**EXERCISE DIRECTIONS**
Copy every line from the data below in which the string "PathBuf" can be found.

Source records

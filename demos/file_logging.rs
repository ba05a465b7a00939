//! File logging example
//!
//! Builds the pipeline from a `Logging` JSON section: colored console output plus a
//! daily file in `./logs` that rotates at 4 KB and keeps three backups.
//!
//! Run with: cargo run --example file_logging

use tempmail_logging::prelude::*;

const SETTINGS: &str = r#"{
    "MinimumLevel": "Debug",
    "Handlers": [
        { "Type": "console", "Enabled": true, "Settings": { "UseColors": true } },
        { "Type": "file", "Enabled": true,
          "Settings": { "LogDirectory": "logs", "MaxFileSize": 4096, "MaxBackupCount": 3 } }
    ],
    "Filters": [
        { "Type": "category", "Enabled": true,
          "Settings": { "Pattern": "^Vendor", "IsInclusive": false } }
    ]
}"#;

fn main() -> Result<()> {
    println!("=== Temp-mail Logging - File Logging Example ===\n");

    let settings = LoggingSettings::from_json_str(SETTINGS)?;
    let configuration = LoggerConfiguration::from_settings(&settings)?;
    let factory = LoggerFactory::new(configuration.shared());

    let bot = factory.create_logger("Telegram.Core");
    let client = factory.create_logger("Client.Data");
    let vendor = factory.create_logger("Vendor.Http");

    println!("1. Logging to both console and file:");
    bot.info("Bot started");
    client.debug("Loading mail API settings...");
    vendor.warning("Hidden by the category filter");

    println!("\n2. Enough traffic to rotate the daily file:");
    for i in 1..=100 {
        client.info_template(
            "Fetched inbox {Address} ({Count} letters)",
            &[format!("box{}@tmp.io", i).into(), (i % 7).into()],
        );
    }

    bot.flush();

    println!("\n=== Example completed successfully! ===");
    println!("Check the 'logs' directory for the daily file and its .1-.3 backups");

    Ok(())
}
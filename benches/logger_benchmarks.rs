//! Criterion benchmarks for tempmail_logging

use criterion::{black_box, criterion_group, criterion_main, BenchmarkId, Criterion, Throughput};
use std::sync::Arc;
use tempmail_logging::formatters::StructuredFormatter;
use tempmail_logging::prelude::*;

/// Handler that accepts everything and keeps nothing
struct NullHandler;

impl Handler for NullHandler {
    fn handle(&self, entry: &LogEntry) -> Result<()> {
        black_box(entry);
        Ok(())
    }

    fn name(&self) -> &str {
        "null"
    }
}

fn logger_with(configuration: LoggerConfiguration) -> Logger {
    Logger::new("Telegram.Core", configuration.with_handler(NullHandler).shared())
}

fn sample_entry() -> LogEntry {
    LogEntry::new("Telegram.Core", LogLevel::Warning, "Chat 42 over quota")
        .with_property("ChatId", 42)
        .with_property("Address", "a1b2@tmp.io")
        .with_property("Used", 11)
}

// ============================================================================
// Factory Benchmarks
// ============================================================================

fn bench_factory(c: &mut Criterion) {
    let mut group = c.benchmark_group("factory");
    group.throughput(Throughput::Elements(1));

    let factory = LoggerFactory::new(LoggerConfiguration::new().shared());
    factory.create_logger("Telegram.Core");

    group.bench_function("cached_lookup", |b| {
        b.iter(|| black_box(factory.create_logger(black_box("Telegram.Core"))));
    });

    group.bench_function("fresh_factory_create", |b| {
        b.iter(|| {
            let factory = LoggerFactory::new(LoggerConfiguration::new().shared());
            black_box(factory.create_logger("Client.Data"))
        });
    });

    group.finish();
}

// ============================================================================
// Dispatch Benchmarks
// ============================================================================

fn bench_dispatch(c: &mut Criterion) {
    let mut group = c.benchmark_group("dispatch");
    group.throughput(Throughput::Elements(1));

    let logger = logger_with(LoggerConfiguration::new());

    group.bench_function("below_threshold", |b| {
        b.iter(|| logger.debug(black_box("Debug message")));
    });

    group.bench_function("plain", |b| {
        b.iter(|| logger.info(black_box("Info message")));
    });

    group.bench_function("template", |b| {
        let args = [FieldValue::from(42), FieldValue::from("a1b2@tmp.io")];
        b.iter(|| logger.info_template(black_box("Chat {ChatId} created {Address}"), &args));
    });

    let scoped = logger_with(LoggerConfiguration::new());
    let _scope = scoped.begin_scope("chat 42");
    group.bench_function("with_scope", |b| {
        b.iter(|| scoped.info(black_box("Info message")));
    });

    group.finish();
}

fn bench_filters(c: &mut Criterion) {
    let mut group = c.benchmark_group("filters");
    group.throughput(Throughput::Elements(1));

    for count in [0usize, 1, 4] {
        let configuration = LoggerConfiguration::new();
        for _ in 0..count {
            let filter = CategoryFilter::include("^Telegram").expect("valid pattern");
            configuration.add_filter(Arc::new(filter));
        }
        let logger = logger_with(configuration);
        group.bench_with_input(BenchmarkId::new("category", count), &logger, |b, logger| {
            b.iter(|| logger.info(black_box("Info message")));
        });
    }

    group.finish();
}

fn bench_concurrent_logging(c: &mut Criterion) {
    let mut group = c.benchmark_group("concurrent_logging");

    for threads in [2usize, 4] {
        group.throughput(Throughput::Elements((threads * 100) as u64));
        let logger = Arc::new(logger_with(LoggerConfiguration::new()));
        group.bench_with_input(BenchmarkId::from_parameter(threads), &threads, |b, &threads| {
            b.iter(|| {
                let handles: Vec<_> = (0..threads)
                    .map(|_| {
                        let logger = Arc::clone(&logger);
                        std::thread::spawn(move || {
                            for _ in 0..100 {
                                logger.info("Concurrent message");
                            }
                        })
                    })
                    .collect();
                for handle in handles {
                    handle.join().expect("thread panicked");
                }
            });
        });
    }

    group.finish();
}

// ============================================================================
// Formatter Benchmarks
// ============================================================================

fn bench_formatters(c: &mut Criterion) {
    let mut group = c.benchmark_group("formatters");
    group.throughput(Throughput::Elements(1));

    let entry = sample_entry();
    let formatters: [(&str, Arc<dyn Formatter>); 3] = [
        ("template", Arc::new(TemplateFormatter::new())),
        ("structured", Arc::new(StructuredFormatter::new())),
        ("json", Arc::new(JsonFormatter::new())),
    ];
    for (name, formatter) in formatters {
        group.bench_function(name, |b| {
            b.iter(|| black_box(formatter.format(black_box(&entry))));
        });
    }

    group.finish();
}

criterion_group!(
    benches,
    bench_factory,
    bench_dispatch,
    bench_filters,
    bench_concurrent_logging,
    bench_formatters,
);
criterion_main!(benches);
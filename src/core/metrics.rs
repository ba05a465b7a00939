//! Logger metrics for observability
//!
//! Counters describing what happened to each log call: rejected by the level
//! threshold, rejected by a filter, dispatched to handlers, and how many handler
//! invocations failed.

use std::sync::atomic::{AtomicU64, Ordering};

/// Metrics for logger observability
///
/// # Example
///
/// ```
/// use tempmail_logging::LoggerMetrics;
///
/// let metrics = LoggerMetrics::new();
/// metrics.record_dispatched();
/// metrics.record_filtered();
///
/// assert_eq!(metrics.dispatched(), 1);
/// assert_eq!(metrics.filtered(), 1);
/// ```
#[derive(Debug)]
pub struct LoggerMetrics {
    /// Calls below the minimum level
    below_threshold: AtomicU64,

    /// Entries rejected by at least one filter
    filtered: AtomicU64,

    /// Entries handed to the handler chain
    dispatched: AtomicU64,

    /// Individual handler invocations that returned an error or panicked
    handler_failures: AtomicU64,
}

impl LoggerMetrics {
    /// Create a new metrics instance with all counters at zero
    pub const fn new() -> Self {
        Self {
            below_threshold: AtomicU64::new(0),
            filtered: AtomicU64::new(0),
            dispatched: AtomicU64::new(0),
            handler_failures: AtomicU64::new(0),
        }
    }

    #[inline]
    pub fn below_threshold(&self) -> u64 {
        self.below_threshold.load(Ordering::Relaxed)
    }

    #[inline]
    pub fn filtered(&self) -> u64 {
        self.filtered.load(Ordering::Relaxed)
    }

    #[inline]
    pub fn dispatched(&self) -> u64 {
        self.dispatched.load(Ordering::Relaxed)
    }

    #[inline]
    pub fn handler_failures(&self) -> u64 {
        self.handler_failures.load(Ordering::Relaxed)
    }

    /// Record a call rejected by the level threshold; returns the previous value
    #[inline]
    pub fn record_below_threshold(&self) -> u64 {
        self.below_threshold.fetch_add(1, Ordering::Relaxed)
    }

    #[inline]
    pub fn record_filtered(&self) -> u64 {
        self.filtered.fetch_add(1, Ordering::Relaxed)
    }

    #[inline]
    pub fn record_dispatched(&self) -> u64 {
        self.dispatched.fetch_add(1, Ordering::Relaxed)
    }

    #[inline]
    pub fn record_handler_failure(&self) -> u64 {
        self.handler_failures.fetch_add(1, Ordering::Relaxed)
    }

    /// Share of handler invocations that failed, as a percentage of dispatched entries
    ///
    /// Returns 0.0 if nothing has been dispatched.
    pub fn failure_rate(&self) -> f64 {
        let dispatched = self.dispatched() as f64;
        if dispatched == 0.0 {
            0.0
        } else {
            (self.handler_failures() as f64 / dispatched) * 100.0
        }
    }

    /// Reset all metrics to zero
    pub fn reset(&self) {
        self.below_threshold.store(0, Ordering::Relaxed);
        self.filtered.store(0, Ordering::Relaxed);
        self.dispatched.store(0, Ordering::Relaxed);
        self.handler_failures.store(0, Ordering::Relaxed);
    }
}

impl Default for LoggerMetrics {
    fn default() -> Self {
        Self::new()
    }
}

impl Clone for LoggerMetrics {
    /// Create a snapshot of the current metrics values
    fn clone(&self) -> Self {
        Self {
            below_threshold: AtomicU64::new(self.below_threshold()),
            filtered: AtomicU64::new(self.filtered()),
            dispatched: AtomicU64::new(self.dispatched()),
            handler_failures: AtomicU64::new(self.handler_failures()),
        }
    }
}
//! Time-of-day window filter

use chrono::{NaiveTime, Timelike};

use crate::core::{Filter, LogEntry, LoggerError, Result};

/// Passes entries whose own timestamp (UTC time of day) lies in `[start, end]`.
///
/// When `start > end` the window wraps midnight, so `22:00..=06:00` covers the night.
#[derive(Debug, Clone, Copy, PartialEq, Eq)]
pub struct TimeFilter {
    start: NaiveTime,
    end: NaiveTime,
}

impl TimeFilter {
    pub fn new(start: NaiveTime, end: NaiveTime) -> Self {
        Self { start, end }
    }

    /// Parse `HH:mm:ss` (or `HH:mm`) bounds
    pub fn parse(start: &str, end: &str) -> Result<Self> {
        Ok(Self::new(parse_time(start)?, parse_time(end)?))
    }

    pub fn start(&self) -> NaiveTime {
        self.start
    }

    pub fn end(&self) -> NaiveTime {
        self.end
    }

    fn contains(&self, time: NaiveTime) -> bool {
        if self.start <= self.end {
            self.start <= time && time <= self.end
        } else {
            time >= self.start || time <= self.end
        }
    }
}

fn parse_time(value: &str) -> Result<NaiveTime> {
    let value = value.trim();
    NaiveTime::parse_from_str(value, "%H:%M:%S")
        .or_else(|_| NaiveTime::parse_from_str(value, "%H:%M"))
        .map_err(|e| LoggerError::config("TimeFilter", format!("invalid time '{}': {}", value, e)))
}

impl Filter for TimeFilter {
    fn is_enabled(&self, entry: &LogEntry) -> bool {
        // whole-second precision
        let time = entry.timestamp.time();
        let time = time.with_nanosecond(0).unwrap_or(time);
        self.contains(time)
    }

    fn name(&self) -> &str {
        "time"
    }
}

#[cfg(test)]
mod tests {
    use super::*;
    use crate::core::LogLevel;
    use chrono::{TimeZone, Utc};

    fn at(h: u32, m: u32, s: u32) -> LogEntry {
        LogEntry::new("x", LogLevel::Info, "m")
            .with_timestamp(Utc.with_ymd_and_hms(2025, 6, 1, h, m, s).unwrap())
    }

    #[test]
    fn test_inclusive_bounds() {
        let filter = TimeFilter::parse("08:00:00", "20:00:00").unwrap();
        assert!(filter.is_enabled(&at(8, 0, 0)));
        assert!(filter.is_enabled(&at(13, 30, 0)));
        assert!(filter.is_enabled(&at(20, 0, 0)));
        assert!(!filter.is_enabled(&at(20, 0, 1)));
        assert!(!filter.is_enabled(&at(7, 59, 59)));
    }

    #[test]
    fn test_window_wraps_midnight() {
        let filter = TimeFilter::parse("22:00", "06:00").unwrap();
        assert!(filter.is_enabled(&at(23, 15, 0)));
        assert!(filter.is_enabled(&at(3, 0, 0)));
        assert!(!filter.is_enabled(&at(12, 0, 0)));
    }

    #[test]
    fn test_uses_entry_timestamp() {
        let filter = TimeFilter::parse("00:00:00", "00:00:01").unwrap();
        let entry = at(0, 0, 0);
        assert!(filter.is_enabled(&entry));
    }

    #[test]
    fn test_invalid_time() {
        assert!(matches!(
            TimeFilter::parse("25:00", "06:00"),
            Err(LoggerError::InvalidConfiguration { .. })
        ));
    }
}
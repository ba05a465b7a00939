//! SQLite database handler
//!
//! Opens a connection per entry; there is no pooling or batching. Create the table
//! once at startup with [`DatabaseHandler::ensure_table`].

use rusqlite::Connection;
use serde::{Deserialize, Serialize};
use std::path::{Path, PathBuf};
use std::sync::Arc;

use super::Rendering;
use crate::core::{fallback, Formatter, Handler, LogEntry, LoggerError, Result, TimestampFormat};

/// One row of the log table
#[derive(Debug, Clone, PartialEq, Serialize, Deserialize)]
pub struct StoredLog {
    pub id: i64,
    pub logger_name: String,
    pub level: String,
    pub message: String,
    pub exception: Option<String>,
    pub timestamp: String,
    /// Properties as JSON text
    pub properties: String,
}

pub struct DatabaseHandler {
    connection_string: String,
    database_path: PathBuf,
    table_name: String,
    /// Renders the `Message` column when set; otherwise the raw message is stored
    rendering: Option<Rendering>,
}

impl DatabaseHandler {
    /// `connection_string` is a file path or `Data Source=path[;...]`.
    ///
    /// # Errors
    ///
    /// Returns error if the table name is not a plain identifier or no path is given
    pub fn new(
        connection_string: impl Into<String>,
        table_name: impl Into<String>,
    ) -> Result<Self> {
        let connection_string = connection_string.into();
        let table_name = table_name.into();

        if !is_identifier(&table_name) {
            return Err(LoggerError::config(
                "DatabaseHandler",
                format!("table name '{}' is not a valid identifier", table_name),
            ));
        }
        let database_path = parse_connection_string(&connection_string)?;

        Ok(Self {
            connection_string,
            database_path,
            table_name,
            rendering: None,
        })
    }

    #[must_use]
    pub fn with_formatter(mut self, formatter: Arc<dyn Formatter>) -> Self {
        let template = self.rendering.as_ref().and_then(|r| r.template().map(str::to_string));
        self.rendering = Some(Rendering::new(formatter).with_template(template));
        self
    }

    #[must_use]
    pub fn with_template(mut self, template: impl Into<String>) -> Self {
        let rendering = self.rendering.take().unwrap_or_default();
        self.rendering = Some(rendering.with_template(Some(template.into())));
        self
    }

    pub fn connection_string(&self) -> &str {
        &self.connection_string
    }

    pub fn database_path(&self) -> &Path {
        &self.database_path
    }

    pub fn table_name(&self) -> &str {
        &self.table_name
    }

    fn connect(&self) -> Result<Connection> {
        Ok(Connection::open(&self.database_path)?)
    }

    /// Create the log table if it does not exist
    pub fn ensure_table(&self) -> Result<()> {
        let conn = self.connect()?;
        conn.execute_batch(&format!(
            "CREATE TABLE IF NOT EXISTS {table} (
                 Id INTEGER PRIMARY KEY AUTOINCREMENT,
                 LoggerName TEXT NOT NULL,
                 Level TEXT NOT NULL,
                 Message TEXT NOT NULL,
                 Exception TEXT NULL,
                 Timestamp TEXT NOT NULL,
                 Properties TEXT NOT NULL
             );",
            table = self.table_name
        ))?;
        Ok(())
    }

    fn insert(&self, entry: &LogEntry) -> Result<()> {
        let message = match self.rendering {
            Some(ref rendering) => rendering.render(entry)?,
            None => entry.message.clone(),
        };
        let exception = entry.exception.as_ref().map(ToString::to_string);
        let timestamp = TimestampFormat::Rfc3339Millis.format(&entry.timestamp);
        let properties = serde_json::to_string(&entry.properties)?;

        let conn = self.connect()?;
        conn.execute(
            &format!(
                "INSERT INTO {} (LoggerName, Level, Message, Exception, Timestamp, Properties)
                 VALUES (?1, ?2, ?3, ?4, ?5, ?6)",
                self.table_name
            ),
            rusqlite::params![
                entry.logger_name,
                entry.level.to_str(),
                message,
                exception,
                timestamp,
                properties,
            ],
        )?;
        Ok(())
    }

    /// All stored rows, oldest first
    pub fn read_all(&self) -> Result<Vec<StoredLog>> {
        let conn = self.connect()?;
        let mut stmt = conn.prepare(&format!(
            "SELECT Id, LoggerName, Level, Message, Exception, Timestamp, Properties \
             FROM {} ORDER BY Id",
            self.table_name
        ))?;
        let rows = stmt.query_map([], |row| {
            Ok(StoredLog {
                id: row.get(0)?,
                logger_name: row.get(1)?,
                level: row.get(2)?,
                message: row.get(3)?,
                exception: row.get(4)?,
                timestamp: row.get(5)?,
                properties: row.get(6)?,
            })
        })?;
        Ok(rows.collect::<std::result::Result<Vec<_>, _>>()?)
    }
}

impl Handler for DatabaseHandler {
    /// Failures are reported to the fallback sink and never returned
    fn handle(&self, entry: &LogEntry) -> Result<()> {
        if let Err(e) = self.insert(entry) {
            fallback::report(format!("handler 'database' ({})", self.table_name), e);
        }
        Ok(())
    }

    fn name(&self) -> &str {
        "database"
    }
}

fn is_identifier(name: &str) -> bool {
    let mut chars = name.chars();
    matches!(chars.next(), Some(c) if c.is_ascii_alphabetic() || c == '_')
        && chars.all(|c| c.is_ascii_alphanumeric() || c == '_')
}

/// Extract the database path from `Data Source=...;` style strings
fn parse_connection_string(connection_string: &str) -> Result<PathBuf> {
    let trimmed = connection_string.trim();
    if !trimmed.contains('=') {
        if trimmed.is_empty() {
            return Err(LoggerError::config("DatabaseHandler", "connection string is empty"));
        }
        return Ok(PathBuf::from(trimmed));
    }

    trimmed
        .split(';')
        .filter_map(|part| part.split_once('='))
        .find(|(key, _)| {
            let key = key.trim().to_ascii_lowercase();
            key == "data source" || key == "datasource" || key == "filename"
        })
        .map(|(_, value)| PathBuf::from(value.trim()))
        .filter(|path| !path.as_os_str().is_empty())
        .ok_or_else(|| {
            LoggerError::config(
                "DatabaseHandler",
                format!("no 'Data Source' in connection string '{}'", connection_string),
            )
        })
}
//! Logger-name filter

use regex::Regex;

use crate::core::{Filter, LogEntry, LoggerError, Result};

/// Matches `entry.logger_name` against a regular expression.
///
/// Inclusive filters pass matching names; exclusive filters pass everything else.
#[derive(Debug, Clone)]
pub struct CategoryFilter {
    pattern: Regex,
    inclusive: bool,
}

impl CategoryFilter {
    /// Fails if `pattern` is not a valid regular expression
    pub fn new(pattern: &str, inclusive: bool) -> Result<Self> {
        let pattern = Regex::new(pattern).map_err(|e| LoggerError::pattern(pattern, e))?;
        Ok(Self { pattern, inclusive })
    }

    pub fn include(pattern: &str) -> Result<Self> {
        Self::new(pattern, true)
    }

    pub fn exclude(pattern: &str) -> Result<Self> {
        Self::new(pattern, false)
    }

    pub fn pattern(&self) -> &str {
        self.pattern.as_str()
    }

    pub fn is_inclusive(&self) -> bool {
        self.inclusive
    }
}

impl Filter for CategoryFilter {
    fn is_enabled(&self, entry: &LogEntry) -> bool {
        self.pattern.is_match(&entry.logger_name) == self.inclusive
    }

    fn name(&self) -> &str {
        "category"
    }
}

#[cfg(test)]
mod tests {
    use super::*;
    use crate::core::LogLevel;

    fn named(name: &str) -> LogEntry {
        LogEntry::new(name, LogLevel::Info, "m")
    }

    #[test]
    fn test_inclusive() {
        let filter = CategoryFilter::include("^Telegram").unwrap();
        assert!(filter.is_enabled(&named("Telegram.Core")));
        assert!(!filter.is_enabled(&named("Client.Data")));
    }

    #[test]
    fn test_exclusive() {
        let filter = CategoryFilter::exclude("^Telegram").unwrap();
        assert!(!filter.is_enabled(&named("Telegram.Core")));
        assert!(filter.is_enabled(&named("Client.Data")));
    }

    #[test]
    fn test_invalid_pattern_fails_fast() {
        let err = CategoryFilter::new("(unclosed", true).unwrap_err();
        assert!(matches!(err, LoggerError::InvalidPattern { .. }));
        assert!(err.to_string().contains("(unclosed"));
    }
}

**EXERCISE OUTPUT**
use std::path::{Path, PathBuf};
    database_path: PathBuf,
fn parse_connection_string(connection_string: &str) -> Result<PathBuf> {
        return Ok(PathBuf::from(trimmed));
        .map(|(_, value)| PathBuf::from(value.trim()))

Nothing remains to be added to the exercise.